If I find anything significant out I'll report back.









Sent from my SM-G950U using Tapatalk


----------



## SSingh1975

Well..I ended up going back to Bestbuy and buying the graphite version. I havent been wearing my F5 as much as it's too bulky/heavy. *Does anyone know if the band from the non solar Instinct fits the Solar version?* I might order the orange one from Amazon. Liked the Tidal blue color but blue is hard to match up with different bands/attire.

Black can easily with be matched with white/orange/red/grey bands or all black for that stealth look.


----------



## jcombs1

Overnight the PulseOx used a days worth of battery and dropped from 12d to 11d. I didn’t wear it today and it sat on my desk out of direct sunlight, still on 11d.
I’m still on a steep learning curve so if you have a request just send it to me, it might help me better understand more features of the watch.
I’ve watched some videos but still learning.


----------



## Nolander

SSingh1975 said:


> Well..I ended up going back to Bestbuy and buying the graphite version. I havent been wearing my F5 as much as it's too bulky/heavy. *Does anyone know if the band from the non solar Instinct fits the Solar version?* I might order the orange one from Amazon. Liked the Tidal blue color but blue is hard to match up with different bands/attire.
> 
> Black can easily with be matched with white/orange/red/grey bands or all black for that stealth look.


The band is the exact same for both


----------



## SSingh1975

2nd day with my solar. Other than the price, loving the watch. Did treadmill cardio and it's pretty on par, stats wise with the reading on my treadmill. Took a pm walk with wife and used the GPS and then the 'trackback' feature. Worked as designed but the real test would be out in the woods/rivers where I kayak sometimes.

Watch is PERFECTLY sized at 45mm (next to my 42mm Breitling which is my daily wear). Very sharp text (better monochrome display compared to the color Fenix 5 display). At this point, I'm keeping it and selling my Fenix 5. Ordered 2 bands from Amazon...orange and tan/white which should go well for summer.


----------



## SSingh1975

4 days now and loving it. Solar charging is not a gimmick. Watch was at "23d" 2 days ago and since then, I've used GPS for 2 street runs and a small hike and it's still at "23d". I'm in Sacramento so it's super hot right now so plenty of sunshine for the watch when I'm out and about during the day.


----------



## Mhutchuk

Got mine in Australia 2 days ago, I only have Bluetooth on to sync sleep data once a day, but heart sensor on 24/7, one 30 min run with everything going, plenty of time in the sun and battery hasn't moved 

Just gave it a full charge and am away for 16 days from tomorrow away at work... curious to see with regular sunshine if I'll have to take the charge lead out of my bag at all....

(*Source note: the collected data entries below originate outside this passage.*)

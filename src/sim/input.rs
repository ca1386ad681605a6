//! Keyboard state to per-frame intent
//!
//! Resolving input is also where shots are taken: the fire key is gated by
//! the cooldown and a successful shot appends a bullet to the world.

use super::state::{Bullet, World, WorldEvent};
use crate::consts::*;
use crate::forward_from_degrees;

/// Pressed/released state of the keys the game listens to
#[derive(Debug, Clone, Copy, Default, PartialEq, Eq)]
pub struct Keys {
    /// W / Up
    pub forward: bool,
    /// A / Left
    pub turn_left: bool,
    /// D / Right
    pub turn_right: bool,
    /// Space
    pub fire: bool,
    /// Escape
    pub quit: bool,
}

/// What the pilot wants this frame
#[derive(Debug, Clone, Copy, Default, PartialEq)]
pub struct Intent {
    /// Thrust acceleration (0 or `THRUST`)
    pub thrust: f32,
    /// Net turn rate in degrees/s (positive = counter-clockwise)
    pub turn: f32,
    /// A bullet was fired this frame
    pub fired: bool,
    pub quit: bool,
}

/// Resolve key state into an intent, firing a bullet if the cooldown allows.
///
/// `now` is the host clock in seconds. A shot is taken only when strictly more
/// than `FIRE_COOLDOWN` has passed since the previous one.
pub fn resolve_input(world: &mut World, keys: &Keys, now: f64) -> Intent {
    let thrust = if keys.forward { THRUST } else { 0.0 };

    let mut turn = 0.0;
    if keys.turn_left {
        turn += TURN_RATE;
    }
    if keys.turn_right {
        turn -= TURN_RATE;
    }

    let fired = keys.fire && cooldown_elapsed(world.last_shot, now);
    if fired {
        fire(world, now);
    }

    Intent {
        thrust,
        turn,
        fired,
        quit: keys.quit,
    }
}

/// Update key state from a DOM-style key name. Returns false for keys the
/// game does not use.
pub fn apply_key(keys: &mut Keys, key: &str, pressed: bool) -> bool {
    let slot = match key {
        "w" | "W" | "ArrowUp" => &mut keys.forward,
        "a" | "A" | "ArrowLeft" => &mut keys.turn_left,
        "d" | "D" | "ArrowRight" => &mut keys.turn_right,
        " " | "Space" | "Spacebar" => &mut keys.fire,
        "Escape" | "Esc" => &mut keys.quit,
        _ => return false,
    };
    *slot = pressed;
    true
}

fn cooldown_elapsed(last_shot: Option<f64>, now: f64) -> bool {
    match last_shot {
        Some(last) => now - last > f64::from(FIRE_COOLDOWN),
        None => true,
    }
}

/// Spawn a bullet at the ship's nose direction, inheriting ship velocity
fn fire(world: &mut World, now: f64) {
    let ship = &world.ship;
    let vel = forward_from_degrees(ship.rotation) * BULLET_SPEED + ship.vel;
    world.bullets.push(Bullet::new(ship.pos, vel));
    world.last_shot = Some(now);
    world.events.push(WorldEvent::BulletFired { pos: ship.pos });
}

#[cfg(test)]
mod tests {
    use super::*;
    use glam::Vec2;

    fn fire_keys() -> Keys {
        Keys {
            fire: true,
            ..Default::default()
        }
    }

    #[test]
    fn test_turn_keys_combine() {
        let mut world = World::new();
        let both = Keys {
            turn_left: true,
            turn_right: true,
            ..Default::default()
        };
        assert_eq!(resolve_input(&mut world, &both, 0.0).turn, 0.0);

        let left = Keys {
            turn_left: true,
            ..Default::default()
        };
        assert_eq!(resolve_input(&mut world, &left, 0.0).turn, TURN_RATE);

        let right = Keys {
            turn_right: true,
            forward: true,
            ..Default::default()
        };
        let intent = resolve_input(&mut world, &right, 0.0);
        assert_eq!(intent.turn, -TURN_RATE);
        assert_eq!(intent.thrust, THRUST);
    }

    #[test]
    fn test_fire_respects_cooldown() {
        let mut world = World::new();

        assert!(resolve_input(&mut world, &fire_keys(), 1.0).fired);
        assert!(!resolve_input(&mut world, &fire_keys(), 1.1).fired);
        assert_eq!(world.bullets.len(), 1);

        assert!(resolve_input(&mut world, &fire_keys(), 1.25).fired);
        assert_eq!(world.bullets.len(), 2);
        assert_eq!(world.last_shot, Some(1.25));
    }

    #[test]
    fn test_fire_at_exact_cooldown_is_blocked() {
        let mut world = World::new();
        world.last_shot = Some(0.0);
        let at_cooldown = f64::from(FIRE_COOLDOWN);
        assert!(!resolve_input(&mut world, &fire_keys(), at_cooldown).fired);
        assert!(world.bullets.is_empty());
    }

    #[test]
    fn test_bullet_inherits_ship_velocity() {
        let mut world = World::new();
        world.ship.vel = Vec2::new(10.0, 0.0);

        resolve_input(&mut world, &fire_keys(), 0.0);

        let bullet = &world.bullets[0];
        assert_eq!(bullet.pos, world.ship.pos);
        assert!((bullet.vel.x - 10.0).abs() < 1e-4);
        assert!((bullet.vel.y - BULLET_SPEED).abs() < 1e-4);
        assert_eq!(bullet.life, BULLET_LIFETIME);
        assert!(matches!(world.events[0], WorldEvent::BulletFired { .. }));
    }

    #[test]
    fn test_apply_key_maps_both_layouts() {
        let mut keys = Keys::default();
        assert!(apply_key(&mut keys, "ArrowUp", true));
        assert!(apply_key(&mut keys, "a", true));
        assert!(apply_key(&mut keys, " ", true));
        assert!(keys.forward && keys.turn_left && keys.fire);

        assert!(apply_key(&mut keys, "W", false));
        assert!(!keys.forward);
        assert!(!apply_key(&mut keys, "q", true));
        assert!(!keys.quit);
        assert!(apply_key(&mut keys, "Escape", true));
        assert!(keys.quit);
    }

    #[test]
    fn test_quit_passes_through() {
        let mut world = World::new();
        let keys = Keys {
            quit: true,
            ..Default::default()
        };
        assert!(resolve_input(&mut world, &keys, 0.0).quit);
    }
}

Will report back in 16 days

Sent from my iPad using Tapatalk


----------



## SSingh1975

Keeping this thread alive!! Never get tired of orange/black combo!


----------



## randb

Sent from my SM-N960F using Tapatalk


----------



## Mast11b

Hello all,

First time post. I have been wearing this watch for the past 13 days or so. First time using a Garmin watch. Thought I would share my initial thoughts. 

The reason for purchasing was to get a GPS watch for outdoor fitness. Always helps a little to have some motivating factor to stay active. Sometimes new running shoes, or perhaps new attire of some sort. Sometimes a gadget of this nature.

I liked the fact that I could track my runs, hiking, walking, etc. Nice to challenge yourself. I sync with MyFitnessPal to monitor diet and calorie burn as well. So far so good. 

So why this watch and not another brand? Apple, Samsung, and a miriad of companies sell very capable wrist bound computers. A few reasons for me: battery life and an always on display.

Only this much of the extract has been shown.